Immanuel Can wrote: ↑Thu Oct 20, 2022 1:29 am
Harry Baird wrote: ↑Wed Oct 19, 2022 9:50 pm
The question
is closed, Mr Can, despite your sophistical attempts to lever it open.
That's not "the question."
I have no idea what you're referring to.
The question
I'm referring to is "Can an infinite punishment to right a wrong ever be proportionate when the wrong is finite?"
The answer, of course, is, "By definition, no".
Case closed.
Immanuel Can wrote: ↑Thu Oct 20, 2022 1:29 am
The problems remain.
These "problems" are of your own imagination. They are red herrings you've constructed so as to avoid a direct answer to the original question, which you
still have not answered, despite blithely responding to AJ, liberally paraphrased, "Well, golly gosh and gee whiz, I just can't think of any question I haven't answered. Nope, nothing's coming to mind."

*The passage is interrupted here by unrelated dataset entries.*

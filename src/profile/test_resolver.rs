use super::*;
use crate::params::{ParameterStore, cell_aggregates};
use crate::profile::catalogue::{CatalogueEntry, Mapping};

fn entry(type_id: &'static str, mapping: Mapping) -> CatalogueEntry {
    CatalogueEntry {
        type_id,
        mapping,
        comment: "test entry",
    }
}

fn sample_store() -> ParameterStore {
    let mut blocks = vec![
        "Cell Name = MasterVol\nParameter Name = HWGainADAU145XAlg5target\nParameter Address = 100"
            .to_string(),
    ];
    for (index, address) in (691..=770).enumerate() {
        blocks.push(format!(
            "Cell Name = Loudspeaker EQ.IIR_A\nParameter Name = coeff{index}\nParameter Address = {address}"
        ));
    }
    ParameterStore::parse(&blocks.join("\n\n\n"))
}

#[test]
fn test_direct_lookup_resolves_address() {
    let store = sample_store();
    let cells = cell_aggregates(&store);
    let entry = entry(
        "volumeControlRegister",
        Mapping::Direct {
            cell: "MasterVol",
            parameter: "HWGainADAU145XAlg5target",
        },
    );

    assert_eq!(
        resolve(&entry, &store, &cells),
        Resolution::Value("100".to_string())
    );
}

#[test]
fn test_direct_lookup_missing_is_unmapped() {
    let store = sample_store();
    let cells = cell_aggregates(&store);
    let entry = entry(
        "balanceRegister",
        Mapping::Direct {
            cell: "L-R Balance.Balance",
            parameter: "DCInpAlg145X11value",
        },
    );

    assert_eq!(resolve(&entry, &store, &cells), Resolution::Unmapped);
}

#[test]
fn test_filter_bank_encodes_start_and_count() {
    let store = sample_store();
    let cells = cell_aggregates(&store);
    let entry = entry(
        "IIR_A",
        Mapping::FilterBank {
            cell: "Loudspeaker EQ.IIR_A",
        },
    );

    assert_eq!(
        resolve(&entry, &store, &cells),
        Resolution::Value("691/80".to_string())
    );
}

#[test]
fn test_filter_bank_missing_cell_is_unmapped() {
    let store = sample_store();
    let cells = cell_aggregates(&store);
    let entry = entry(
        "IIR_B",
        Mapping::FilterBank {
            cell: "Loudspeaker EQ.IIR_B",
        },
    );

    assert_eq!(resolve(&entry, &store, &cells), Resolution::Unmapped);
}

#[test]
fn test_search_stays_unmapped_even_on_substring_hit() {
    // The store contains a matching parameter name, but search entries
    // are not resolved yet and must stay unmapped.
    let content =
        "Cell Name = SPDIF\nParameter Name = enableSPDIFswitch\nParameter Address = 55\n";
    let store = ParameterStore::parse(content);
    let cells = cell_aggregates(&store);
    let entry = entry(
        "enableSPDIFRegister",
        Mapping::Search {
            pattern: "enableSPDIF",
        },
    );

    assert_eq!(resolve(&entry, &store, &cells), Resolution::Unmapped);
}

#[test]
fn test_channel_pattern_yields_unknown_placeholder() {
    let store = sample_store();
    let cells = cell_aggregates(&store);
    let entry = entry(
        "levelsARegister",
        Mapping::ChannelPattern {
            cell_pattern: "Levels",
            parameter_pattern: "HWGainADAU145XAlg.*target",
            channel: 'A',
        },
    );

    assert_eq!(
        resolve(&entry, &store, &cells),
        Resolution::Value(UNKNOWN_VALUE.to_string())
    );
}

#[test]
fn test_resolve_catalogue_keeps_declared_order() {
    let store = sample_store();
    let cells = cell_aggregates(&store);

    let resolved = resolve_catalogue(&store, &cells);

    assert_eq!(resolved.len(), CATALOGUE.len());
    for (resolved_entry, catalogue_entry) in resolved.iter().zip(CATALOGUE) {
        assert_eq!(resolved_entry.entry.type_id, catalogue_entry.type_id);
    }
}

You are, as AJ put it, f***ing with us.
Here the key question is again:
Harry Baird wrote: ↑Mon Sep 19, 2022 10:40 pm
Is it
either loving or just to condemn a person, for finite crimes or even simply for mere
inheritance of some supposed "original sin", to an eternity of a hell which is, in your own words, "considerably worse than most people can even imagine"?
You will, of course, again fail to answer it, probably by quibbling over its framing or trying to turn the question back on me. A direct response is simply too much for you.
Moving on to your imaginary problems:
Immanuel Can wrote: ↑Thu Oct 20, 2022 1:29 am
- Harry has provided no justification for "justice" on the basis of his own worldview.
Irrelevant, but I've pointed out to you that I explained in detail my grounding of the related concept of morality in our lengthy exchange from my initial spate of posting to this board. My grounding for justice is similar.
No problem.
There is, however, a problem for you:
your grounding of justice falls foul of Euthyphro's Dilemma, so you have none yourself, and thus no basis on which to require one from me.
Immanuel Can wrote: ↑Thu Oct 20, 2022 1:29 am
- Harry seems oblivious to the realization that Harry Baird's definition isn't everybody else's.
My definition is the dictionary definition, so, yes, it is everybody else's. Based on inspiration from hq, I provided a slightly more specific contextual definition which makes explicit the implicit notions of "righting wrongs" and "proportionality". You've affirmed that this definition is not wrong (so far as it goes).
No obliviousness. No problem.
Immanuel Can wrote: ↑Thu Oct 20, 2022 1:29 am
- Harry shows no awareness at all of cultural differences in "justice," even within his own culture, let alone worldwide.
False but anyway irrelevant given that the question (quoted above) and the argument based on it (in that same quoted post) require only a broad conception of justice as per the dictionary definition.
No problem.
Immanuel Can wrote: ↑Thu Oct 20, 2022 1:29 am
- We've still not been given any criteria for detecting "proportionality."
We don't need any in this context, given that infinite punishment is by definition not proportionate with respect to finite crimes - sin(fulness) in this case.
No problem.
Immanuel Can wrote: ↑Thu Oct 20, 2022 1:29 am
- Harry can't identify the two elements he wants us to agree are "proportional" to each other.
Obviously, they are on the one hand the dispositional sinfulness (your stipulation) and (resultant) sin(s) that were perpetrated during a finite life, and thus are
finite, and, on the other hand, the
infinite punishment for same. And, obviously, I'm saying that the latter is
by definition not proportionate with respect to the former.
No problem.
Immanuel Can wrote: ↑Thu Oct 20, 2022 1:29 am
- Knowing what Harry would need to know, in order to warrant the conclusion he wants, would actually require Harry to be omniscient.
Nonsense. All that's required is the knowledge of what justice means. You've already agreed that the contextual definition I've supplied is not wrong - so, clearly, omniscience is not required... unless... oh boy... wait, don't tell me... I'm talking with God?!
Immanuel Can wrote: ↑Thu Oct 20, 2022 1:29 am
So you can close the discussion, for sure.
For sure. You've had your chance to provide either an answer to the question at the heart of it, or a refutation of the argument based on that question. You couldn't do it. There's nothing left to discuss, unless/until you concede the argument.